At FiveThirtyEight (via How Appealing), Amelia Thomson-DeVeaux offers “a quick and dirty primer” on how the Supreme Court may handle the president’s “separate legal battles with New York state prosecutors and House Democrats over whether eight years of his tax returns must be released.” At Slate, Becca Damante and Brianne Gorod explain that the court “need not wait until next summer to decide these cases, as it might under an ordinary schedule.”
Briefly:
- Ronald Mann analyzes Monday’s argument in Georgia v. Public.Resource.Org Inc., which asks whether the annotated version of a state legislative code can be copyrighted, for this blog. [Disclosure: Arnold & Porter, whose attorneys contribute to this blog in various capacities, is among the counsel to the petitioner in this case. Goldstein & Russell, P.C., whose attorneys contribute to this blog in various capacities, is counsel to the respondent in this case.]

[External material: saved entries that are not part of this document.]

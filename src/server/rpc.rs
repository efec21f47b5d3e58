// src/server/rpc.rs

//! The JSON-RPC-over-HTTP endpoint shared by every role. HTTP basic auth
//! carries the shared secret. One POST route dispatches into the role's
//! `MethodTable`.

use crate::core::errors::CobaltError;
use crate::core::metrics::{RPC_LATENCY_SECONDS, RPC_REQUESTS_TOTAL};
use crate::core::protocol::{RpcResponse, SharedSecret};
use crate::core::state::Runtime;
use axum::extract::State;
use axum::http::{HeaderMap, StatusCode, header};
use axum::response::IntoResponse;
use axum::routing::post;
use axum::{Json, Router};
use serde::Deserialize;
use serde_json::Value;
use std::sync::Arc;
use std::time::Instant;

#[derive(Deserialize)]
struct RpcRequest {
    method: String,
    #[serde(default)]
    params: Value,
}

pub struct RpcState<S> {
    pub runtime: Arc<Runtime<S>>,
    pub auth: Option<SharedSecret>,
}

pub fn router<S: Send + Sync + 'static>(state: Arc<RpcState<S>>) -> Router {
    Router::new().route("/", post(dispatch::<S>)).with_state(state)
}

fn bearer_token(headers: &HeaderMap) -> Option<&str> {
    headers.get(header::AUTHORIZATION)?.to_str().ok()?.strip_prefix("Bearer ")
}

async fn dispatch<S: Send + Sync + 'static>(
    State(state): State<Arc<RpcState<S>>>,
    headers: HeaderMap,
    Json(request): Json<RpcRequest>,
) -> impl IntoResponse {
    if let Some(secret) = &state.auth {
        let verified = bearer_token(&headers).map(|token| secret.verify(token)).unwrap_or(Err(CobaltError::AuthRequired));
        if let Err(e) = verified {
            return (StatusCode::OK, Json(RpcResponse::from_result(Err(e))));
        }
    }

    let start = Instant::now();
    let result = state.runtime.methods.dispatch(&request.method, request.params).await;
    RPC_LATENCY_SECONDS.with_label_values(&[&request.method]).observe(start.elapsed().as_secs_f64());
    RPC_REQUESTS_TOTAL.with_label_values(&[&request.method, if result.is_ok() { "ok" } else { "fault" }]).inc();

    (StatusCode::OK, Json(RpcResponse::from_result(result)))
}
// src/core/protocol/mod.rs

//! The RPC substrate: exposed-method dispatch, the shared JSON-RPC fault
//! envelope, and request authentication.

pub mod auth;
pub mod dispatch;
pub mod fault;

pub use auth::SharedSecret;
pub use dispatch::{MethodHandler, MethodTable};
pub use fault::{Fault, RpcResponse};
// src/registry/state.rs

use serde::{Deserialize, Serialize};
use std::collections::HashMap;
use std::time::{Duration, Instant};
use tracing::{info, warn};

struct Entry {
    endpoint: String,
    last_seen: Instant,
}

#[derive(Debug, Clone, Serialize, Deserialize)]
pub struct ComponentInfo {
    pub name: String,
    pub endpoint: String,
}

/// The Registry's owned state: a name -> endpoint map with a last-seen
/// timestamp per entry. Persisted state is just the endpoint table.
#[derive(Default)]
pub struct RegistryState {
    entries: HashMap<String, Entry>,
}

impl RegistryState {
    pub fn new() -> Self {
        Self::default()
    }

    pub fn register(&mut self, name: String, endpoint: String) {
        info!(component = %name, endpoint = %endpoint, "component registered");
        self.entries.insert(name, Entry { endpoint, last_seen: Instant::now() });
    }

    pub fn locate(&self, name: &str) -> Option<String> {
        self.entries.get(name).map(|e| e.endpoint.clone())
    }

    pub fn snapshot(&self) -> Vec<ComponentInfo> {
        self.entries
            .iter()
            .map(|(name, e)| ComponentInfo { name: name.clone(), endpoint: e.endpoint.clone() })
            .collect()
    }

    /// Drops any entry whose last registration is older than `timeout`.
    pub fn expire_stale(&mut self, timeout: Duration) {
        let now = Instant::now();
        self.entries.retain(|name, entry| {
            let alive = now.duration_since(entry.last_seen) < timeout;
            if !alive {
                warn!(component = %name, "expiring stale component registration");
            }
            alive
        });
    }
}

/// The persisted form of the registry: endpoints only, since liveness
/// timestamps are runtime-only and reset on restart.
#[derive(Serialize, Deserialize)]
pub struct PersistedRegistry {
    pub endpoints: HashMap<String, String>,
}

impl From<&RegistryState> for PersistedRegistry {
    fn from(state: &RegistryState) -> Self {
        PersistedRegistry {
            endpoints: state.entries.iter().map(|(k, v)| (k.clone(), v.endpoint.clone())).collect(),
        }
    }
}

impl From<PersistedRegistry> for RegistryState {
    fn from(persisted: PersistedRegistry) -> Self {
        let now = Instant::now();
        RegistryState {
            entries: persisted
                .endpoints
                .into_iter()
                .map(|(k, endpoint)| (k, Entry { endpoint, last_seen: now }))
                .collect(),
        }
    }
}
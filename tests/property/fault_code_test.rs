// tests/property/fault_code_test.rs

//! The numeric fault code carried by each `CobaltError` variant is part of
//! the wire contract and must never depend on the message text.

use cobalt::core::errors::CobaltError;
use proptest::prelude::*;

proptest! {
    #![proptest_config(ProptestConfig {
        cases: 200,
        max_shrink_iters: 1000,
        ..ProptestConfig::default()
    })]

    #[test]
    fn validation_errors_always_carry_code_thirty(message in ".{0,500}") {
        prop_assert_eq!(CobaltError::validation(message).fault_code(), 30);
    }

    #[test]
    fn conflict_errors_always_carry_code_twenty(message in ".{0,500}") {
        prop_assert_eq!(CobaltError::conflict(message).fault_code(), 20);
    }

    #[test]
    fn transient_errors_always_carry_code_ten(component in ".{0,100}", message in ".{0,500}") {
        prop_assert_eq!(CobaltError::transient(component, message).fault_code(), 10);
    }

    #[test]
    fn internal_errors_always_carry_code_one(message in ".{0,500}") {
        prop_assert_eq!(CobaltError::internal(message).fault_code(), 1);
    }
}
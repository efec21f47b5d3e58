// src/system_manager/state_machine.rs

//! The periodic partition-state-update task, driven by a snapshot of
//! control-system state fetched once per tick outside the lock.

use crate::core::collaborators::bridge::{Bridge, BridgePartitionStatus, ControlSystemState};
use crate::core::types::{Partition, PartitionState};
use indexmap::IndexMap;
use std::collections::BTreeMap;
use std::sync::Arc;
use tracing::{info, warn};

use super::state::SystemManagerState;

/// Snapshot of the control system's view, fetched outside the state lock
/// since blocking I/O happens outside the mutex when possible.
pub struct ControlSystemSnapshot {
    pub partitions: BTreeMap<String, ControlSystemState>,
    pub offline_node_cards: std::collections::BTreeSet<String>,
    pub offline_switches: std::collections::BTreeSet<String>,
}

pub async fn fetch_snapshot(bridge: &Arc<dyn Bridge>) -> ControlSystemSnapshot {
    let partitions = bridge
        .list_partitions()
        .await
        .map(|list| list.into_iter().map(|p: BridgePartitionStatus| (p.partition_id, p.state)).collect())
        .unwrap_or_default();
    let node_cards = bridge.list_node_cards().await.unwrap_or_default();
    let offline_node_cards = node_cards.into_iter().filter(|nc| nc.offline).map(|nc| nc.id).collect();
    ControlSystemSnapshot { partitions, offline_node_cards, offline_switches: Default::default() }
}

/// Partitions that need control-system follow-up after `apply_snapshot`,
/// issued by the caller once the state lock is released.
pub struct PostSnapshotActions {
    pub to_destroy: Vec<String>,
    pub to_reset_kernel: Vec<String>,
}

/// The mutating half of one partition-state-update cycle, applied under the
/// state lock. Returns the follow-up control-system calls the caller must
/// issue after releasing the lock, since blocking I/O happens outside the
/// mutex when possible.
pub fn apply_snapshot(state: &mut SystemManagerState, snapshot: &ControlSystemSnapshot, now: i64) -> PostSnapshotActions {
    let mut to_destroy: Vec<String> = Vec::new();
    let mut to_reset_kernel: Vec<String> = Vec::new();

    let names: Vec<String> = state.partitions.keys().cloned().collect();
    for name in &names {
        let Some(p) = state.partitions.get_mut(name) else { continue };

        if let Some(until) = p.reserved_until {
            if until < now {
                p.reserved_until = None;
            }
        }

        if p.cleanup_pending {
            let still_busy = snapshot.partitions.get(name).map(|s| *s != ControlSystemState::Free).unwrap_or(false);
            if still_busy {
                p.state = PartitionState::Cleanup;
                to_destroy.push(name.clone());
                for child in p.all_children.clone() {
                    to_destroy.push(child);
                }
                continue;
            }

            p.cleanup_pending = false;
            p.used_by = None;
            to_reset_kernel.push(name.clone());
            info!(partition = %name, "cleanup complete, partition returned to idle");
            recompute_derived_state(p, snapshot);
            continue;
        }

        if let Some(cs_state) = snapshot.partitions.get(name) {
            if *cs_state != ControlSystemState::Free {
                p.state = PartitionState::Busy;
                continue;
            }
        }

        recompute_derived_state(p, snapshot);
    }

    apply_relative_blocking(&mut state.partitions);
    PostSnapshotActions { to_destroy, to_reset_kernel }
}

/// Issues the control-system `destroy` calls `apply_snapshot` queued up,
/// with no state lock held. Idempotent: a `Conflict` fault from an
/// already-FREE partition is swallowed.
pub async fn destroy_all(bridge: &Arc<dyn Bridge>, targets: Vec<String>) {
    for name in targets {
        match bridge.destroy(&name).await {
            Ok(()) | Err(crate::core::errors::CobaltError::Conflict(_)) => {}
            Err(e) => warn!(partition = %name, error = %e, "control-system destroy failed"),
        }
    }
}

/// Resets each partition's boot image to `default` once its cleanup has
/// completed, with no state lock held.
pub async fn reset_kernels(bridge: &Arc<dyn Bridge>, targets: Vec<String>) {
    for name in targets {
        if let Err(e) = bridge.set_boot_image(&name, "default").await {
            warn!(partition = %name, error = %e, "boot image reset failed");
        }
    }
}

/// Recomputes `allocated`/hardware-offline priority for a partition that the
/// control system currently reports as FREE. `blocked`/`blocked-wiring` are
/// lower priority and require the
/// full partition table, so they're applied afterwards by
/// `apply_relative_blocking`.
fn recompute_derived_state(p: &mut Partition, snapshot: &ControlSystemSnapshot) {
    if p.reserved_until.is_some() {
        p.state = PartitionState::Allocated;
        return;
    }

    for nc in &p.node_cards {
        if snapshot.offline_node_cards.contains(nc) {
            p.state = PartitionState::HardwareOfflineNodeCard { id: nc.clone() };
            return;
        }
    }
    for sw in &p.switches {
        if snapshot.offline_switches.contains(sw) {
            p.state = PartitionState::HardwareOfflineSwitch { id: sw.clone() };
            return;
        }
    }

    p.state = PartitionState::Idle;
}

/// Separate pass requiring the full partition table, applied after
/// `recompute_derived_state` has handled reservation/hardware priority.
/// `blocked`/`blocked-wiring` come after `allocated` and hardware-offline
/// in priority, before falling back to `idle`.
pub fn apply_relative_blocking(partitions: &mut IndexMap<String, Partition>) {
    let snapshot: IndexMap<String, PartitionState> = partitions.iter().map(|(n, p)| (n.clone(), p.state.clone())).collect();

    for name in partitions.keys().cloned().collect::<Vec<_>>() {
        let is_idle_or_allocated = matches!(
            snapshot.get(&name),
            Some(PartitionState::Idle) | Some(PartitionState::Allocated)
        );
        if !is_idle_or_allocated {
            continue;
        }
        let Some(p) = partitions.get(&name) else { continue };

        if matches!(snapshot.get(&name), Some(PartitionState::Allocated)) {
            continue;
        }

        if let Some(busy_relative) = p
            .parents
            .iter()
            .chain(p.children.iter())
            .find(|r| !matches!(snapshot.get(*r), Some(PartitionState::Idle) | None))
        {
            let by = busy_relative.clone();
            partitions.get_mut(&name).unwrap().state = PartitionState::Blocked { by };
            continue;
        }

        if let Some(conflicted) = p
            .wiring_conflicts
            .iter()
            .find(|r| !matches!(snapshot.get(*r), Some(PartitionState::Idle) | None))
        {
            let by = conflicted.clone();
            partitions.get_mut(&name).unwrap().state = PartitionState::BlockedWiring { by };
        }
    }
}
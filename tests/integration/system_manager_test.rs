// tests/integration/system_manager_test.rs

use crate::integration::fixtures;
use cobalt::core::collaborators::bridge::{Bridge, BridgeNodeCardStatus, BridgePartitionStatus};
use cobalt::core::collaborators::forker::{ChildStatus, Forker, ForkerChild, StartSpec};
use cobalt::core::errors::CobaltError;
use cobalt::core::types::Mode;
use cobalt::system_manager::process_groups::{self, NewProcessGroupSpec};
use cobalt::system_manager::state::{SystemManagerState, ValidationLimits};
use cobalt::system_manager::topology;
use std::sync::atomic::{AtomicI64, Ordering};
use std::sync::Arc;
use tokio::sync::Mutex;

fn limits() -> ValidationLimits {
    ValidationLimits { max_nodecount: 4096, known_kernels: vec!["default".into(), "custom-a".into()], custom_kernels_enabled: true }
}

#[test]
fn validate_job_enforces_nodecount_walltime_and_mode_multiplier() {
    let state = SystemManagerState::new(limits());

    assert!(state.validate_job(0, 30, Mode::Co, 0, None).is_err(), "zero nodecount must be rejected");
    assert!(state.validate_job(5000, 30, Mode::Co, 5000, None).is_err(), "nodecount over the limit must be rejected");
    assert!(state.validate_job(32, 4, Mode::Co, 32, None).is_err(), "walltime under 5 minutes must be rejected");

    // VN mode allows up to 4x nodecount in proccount, CO only 1x.
    assert!(state.validate_job(32, 30, Mode::Vn, 128, None).is_ok());
    assert!(state.validate_job(32, 30, Mode::Co, 128, None).is_err());
    assert!(state.validate_job(32, 30, Mode::Co, 32, None).is_ok());
}

#[test]
fn validate_job_rejects_an_unknown_kernel_only_when_custom_kernels_are_enabled() {
    let state = SystemManagerState::new(limits());
    assert!(state.validate_job(32, 30, Mode::Co, 32, Some("custom-a")).is_ok());
    assert!(state.validate_job(32, 30, Mode::Co, 32, Some("nonexistent")).is_err());

    let mut disabled = limits();
    disabled.custom_kernels_enabled = false;
    let state = SystemManagerState::new(disabled);
    assert!(state.validate_job(32, 30, Mode::Co, 32, Some("nonexistent")).is_ok());
}

#[test]
fn reserve_resources_until_goes_idle_to_held_extends_then_releases() {
    let mut state = SystemManagerState::new(limits());
    state.add_partition(fixtures::partition("p0", 32, "default")).unwrap();

    state.reserve_resources_until("p0", Some(100), 5).unwrap();
    assert_eq!(state.partitions["p0"].used_by, Some(5));
    assert_eq!(state.partitions["p0"].reserved_until, Some(100));

    // Same owner extending the deadline only ever moves it forward.
    state.reserve_resources_until("p0", Some(50), 5).unwrap();
    assert_eq!(state.partitions["p0"].reserved_until, Some(100));
    state.reserve_resources_until("p0", Some(200), 5).unwrap();
    assert_eq!(state.partitions["p0"].reserved_until, Some(200));

    // A different job can't steal a held partition.
    assert!(state.reserve_resources_until("p0", Some(300), 6).is_err());

    state.reserve_resources_until("p0", None, 5).unwrap();
    assert!(state.partitions["p0"].used_by.is_none());
}

#[test]
fn add_partition_recomputes_containment_across_the_whole_table() {
    let mut state = SystemManagerState::new(limits());
    let mut big = fixtures::partition("big", 64, "default");
    big.node_cards = vec!["n0".into(), "n1".into()];
    let mut small = fixtures::partition("small", 32, "default");
    small.node_cards = vec!["n0".into()];

    state.add_partition(big).unwrap();
    state.add_partition(small).unwrap();

    assert!(state.partitions["big"].children.contains("small"));
    assert!(state.partitions["small"].parents.contains("big"));
}

struct FakeBridge {
    boot_image_fails: bool,
}

#[async_trait::async_trait]
impl Bridge for FakeBridge {
    async fn list_partitions(&self) -> Result<Vec<BridgePartitionStatus>, CobaltError> {
        Ok(vec![])
    }

    async fn list_node_cards(&self) -> Result<Vec<BridgeNodeCardStatus>, CobaltError> {
        Ok(vec![])
    }

    async fn destroy(&self, _partition_id: &str) -> Result<(), CobaltError> {
        Ok(())
    }

    async fn set_boot_image(&self, _partition_id: &str, _kernel: &str) -> Result<(), CobaltError> {
        if self.boot_image_fails {
            Err(CobaltError::internal("boot image service unavailable"))
        } else {
            Ok(())
        }
    }
}

struct FakeForker {
    next_pid: AtomicI64,
    start_fails_transient: bool,
}

impl FakeForker {
    fn new() -> Self {
        Self { next_pid: AtomicI64::new(1000), start_fails_transient: false }
    }
}

#[async_trait::async_trait]
impl Forker for FakeForker {
    async fn start(&self, _spec: StartSpec) -> Result<i64, CobaltError> {
        if self.start_fails_transient {
            return Err(CobaltError::transient("bg_mpirun_forker", "connection refused"));
        }
        Ok(self.next_pid.fetch_add(1, Ordering::SeqCst))
    }

    async fn signal(&self, _pid: i64, _name: &str) -> Result<(), CobaltError> {
        Ok(())
    }

    async fn get_status(&self, _pid: i64) -> Result<Option<ChildStatus>, CobaltError> {
        Ok(Some(ChildStatus { exit_status: Some(0), signum: None, core_dump: false }))
    }

    async fn get_children(&self) -> Result<Vec<ForkerChild>, CobaltError> {
        Ok(vec![])
    }

    async fn cleanup_children(&self, _ids: Vec<i64>) -> Result<(), CobaltError> {
        Ok(())
    }

    async fn active_list(&self) -> Result<Vec<i64>, CobaltError> {
        Ok(vec![])
    }
}

fn new_pg_spec(jobid: i64, location: &str) -> NewProcessGroupSpec {
    NewProcessGroupSpec {
        jobid,
        user: "alice".into(),
        location: location.into(),
        mode: Mode::Co,
        kernel: None,
        walltime: 30,
        killtime: 5,
        stdin: None,
        stdout: None,
        stderr: None,
        cwd: "/".into(),
        env: vec![],
        args: vec![],
        executable: "/bin/true".into(),
        umask: 0,
    }
}

#[tokio::test]
async fn add_one_reserves_the_partition_and_records_the_forker_pid() {
    let mut inner = SystemManagerState::new(limits());
    inner.add_partition(fixtures::partition("p0", 32, "default")).unwrap();
    let state = Arc::new(Mutex::new(inner));
    let bridge: Arc<dyn Bridge> = Arc::new(FakeBridge { boot_image_fails: false });
    let forker: Arc<dyn Forker> = Arc::new(FakeForker::new());

    let pg = process_groups::add_one(&state, &bridge, &forker, &forker, new_pg_spec(42, "p0"), 1_000).await.unwrap();

    assert!(pg.head_pid.is_some());
    assert!(pg.exit_status.is_none());
    let guard = state.lock().await;
    assert_eq!(guard.partitions["p0"].used_by, Some(42));
}

#[tokio::test]
async fn add_one_completes_with_255_when_the_partition_is_already_held() {
    let mut inner = SystemManagerState::new(limits());
    inner.add_partition(fixtures::partition("p0", 32, "default")).unwrap();
    inner.reserve_resources_until("p0", Some(5_000), 7).unwrap();
    let state = Arc::new(Mutex::new(inner));
    let bridge: Arc<dyn Bridge> = Arc::new(FakeBridge { boot_image_fails: false });
    let forker: Arc<dyn Forker> = Arc::new(FakeForker::new());

    let pg = process_groups::add_one(&state, &bridge, &forker, &forker, new_pg_spec(42, "p0"), 1_000).await.unwrap();

    assert_eq!(pg.exit_status, Some(255));
    assert!(pg.head_pid.is_none());
}

#[tokio::test]
async fn add_one_completes_with_255_when_the_boot_image_change_fails() {
    let mut inner = SystemManagerState::new(limits());
    inner.add_partition(fixtures::partition("p0", 32, "default")).unwrap();
    let state = Arc::new(Mutex::new(inner));
    let bridge: Arc<dyn Bridge> = Arc::new(FakeBridge { boot_image_fails: true });
    let forker: Arc<dyn Forker> = Arc::new(FakeForker::new());

    let mut spec = new_pg_spec(42, "p0");
    spec.kernel = Some("custom-a".into());
    let pg = process_groups::add_one(&state, &bridge, &forker, &forker, spec, 1_000).await.unwrap();

    assert_eq!(pg.exit_status, Some(255));
    let guard = state.lock().await;
    assert!(guard.partitions["p0"].used_by.is_none(), "the reservation must be released on boot-image failure");
}

#[tokio::test]
async fn add_one_reraises_a_transient_forker_failure_instead_of_completing_the_pg() {
    let mut inner = SystemManagerState::new(limits());
    inner.add_partition(fixtures::partition("p0", 32, "default")).unwrap();
    let state = Arc::new(Mutex::new(inner));
    let bridge: Arc<dyn Bridge> = Arc::new(FakeBridge { boot_image_fails: false });
    let forker: Arc<dyn Forker> = Arc::new(FakeForker { next_pid: AtomicI64::new(1000), start_fails_transient: true });

    let err = process_groups::add_one(&state, &bridge, &forker, &forker, new_pg_spec(42, "p0"), 1_000).await.unwrap_err();
    assert!(matches!(err, CobaltError::Transient { .. }));
}

#[test]
fn wiring_conflict_is_derived_for_equal_sized_partitions_sharing_a_switch() {
    let mut partitions = indexmap::IndexMap::new();
    let mut a = fixtures::partition("a", 32, "default");
    a.switches = vec!["sw0".into()];
    let mut b = fixtures::partition("b", 32, "default");
    b.switches = vec!["sw0".into()];
    partitions.insert("a".to_string(), a);
    partitions.insert("b".to_string(), b);

    topology::update_relatives(&mut partitions);
    assert!(partitions["a"].wiring_conflicts.contains("b"));
    assert!(partitions["b"].wiring_conflicts.contains("a"));
}
// src/registry/mod.rs

//! The Component Registry (REG): maps logical component names to network
//! endpoints with heartbeat-based liveness.
//!
//! Grounded on `Cobalt.Proxy.register_component`'s periodic re-registration
//! pattern. Stale entries expire after `liveness_timeout_secs`; see
//! DESIGN.md for that decision.

pub mod state;

pub use state::RegistryState;

use crate::core::errors::CobaltError;
use crate::core::state::Runtime;
use serde_json::Value;
use std::sync::Arc;
use std::time::Duration;

/// Builds the method table and automatic tasks for a Registry runtime.
pub async fn build_runtime(runtime: &mut Runtime<RegistryState>, liveness_timeout: Duration) {
    let state = runtime.state.clone();
    runtime.methods.register("register_component", true, move |params: Value| {
        let state = state.clone();
        async move {
            let (name, endpoint): (String, String) = serde_json::from_value(params)?;
            state.lock().await.register(name, endpoint);
            Ok(Value::Null)
        }
    });

    let state = runtime.state.clone();
    runtime.methods.register("locate", false, move |params: Value| {
        let state = state.clone();
        async move {
            let (name,): (String,) = serde_json::from_value(params)?;
            let endpoint = state
                .lock()
                .await
                .locate(&name)
                .ok_or_else(|| CobaltError::validation(format!("component '{name}' not registered")))?;
            Ok(Value::String(endpoint))
        }
    });

    let state = runtime.state.clone();
    runtime.methods.register("get_components", false, move |_params: Value| {
        let state = state.clone();
        async move {
            let snapshot = state.lock().await.snapshot();
            Ok(serde_json::to_value(snapshot)?)
        }
    });

    let state = runtime.state.clone();
    runtime.tasks.register("expire_stale_components", Duration::from_secs(30), move || {
        let state = state.clone();
        async move {
            state.lock().await.expire_stale(liveness_timeout);
            Ok(())
        }
    }).await;
}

- Jesse Newman reports for The Wall Street Journal (subscription required) that “[w]ater stress, a hallmark of the American West, is spreading east,” as evidenced by “Florida v. Georgia, one of three interstate water disputes pending before the Supreme Court.”
- At the Sentencing Law and Policy Blog, Douglas Berman highlights “a handful of cases scheduled for oral arguments over the next two weeks [that] ought to be of interest to criminal justice fans.”
- In an article available at SSRN, Nicholas Stephanopolous argues that, whereas “[o]nce upon a time, Carolene Products provided an inspiring charter for the exercise of the power of judicial review,” the Supreme Court’s decision last term in Rucho v. Common Cause, holding that partisan-gerrymandering challenges to electoral maps are political questions that are not reviewable in federal court, “flips Carolene on its head.”
- At the National Law Journal, Anthony Franze and Reeves Anderson analyze the Supreme Court’s amicus docket last term, concluding that “amici continued to play an important institutional role at the Supreme Court, and that certain types of briefs got noticed more than others.”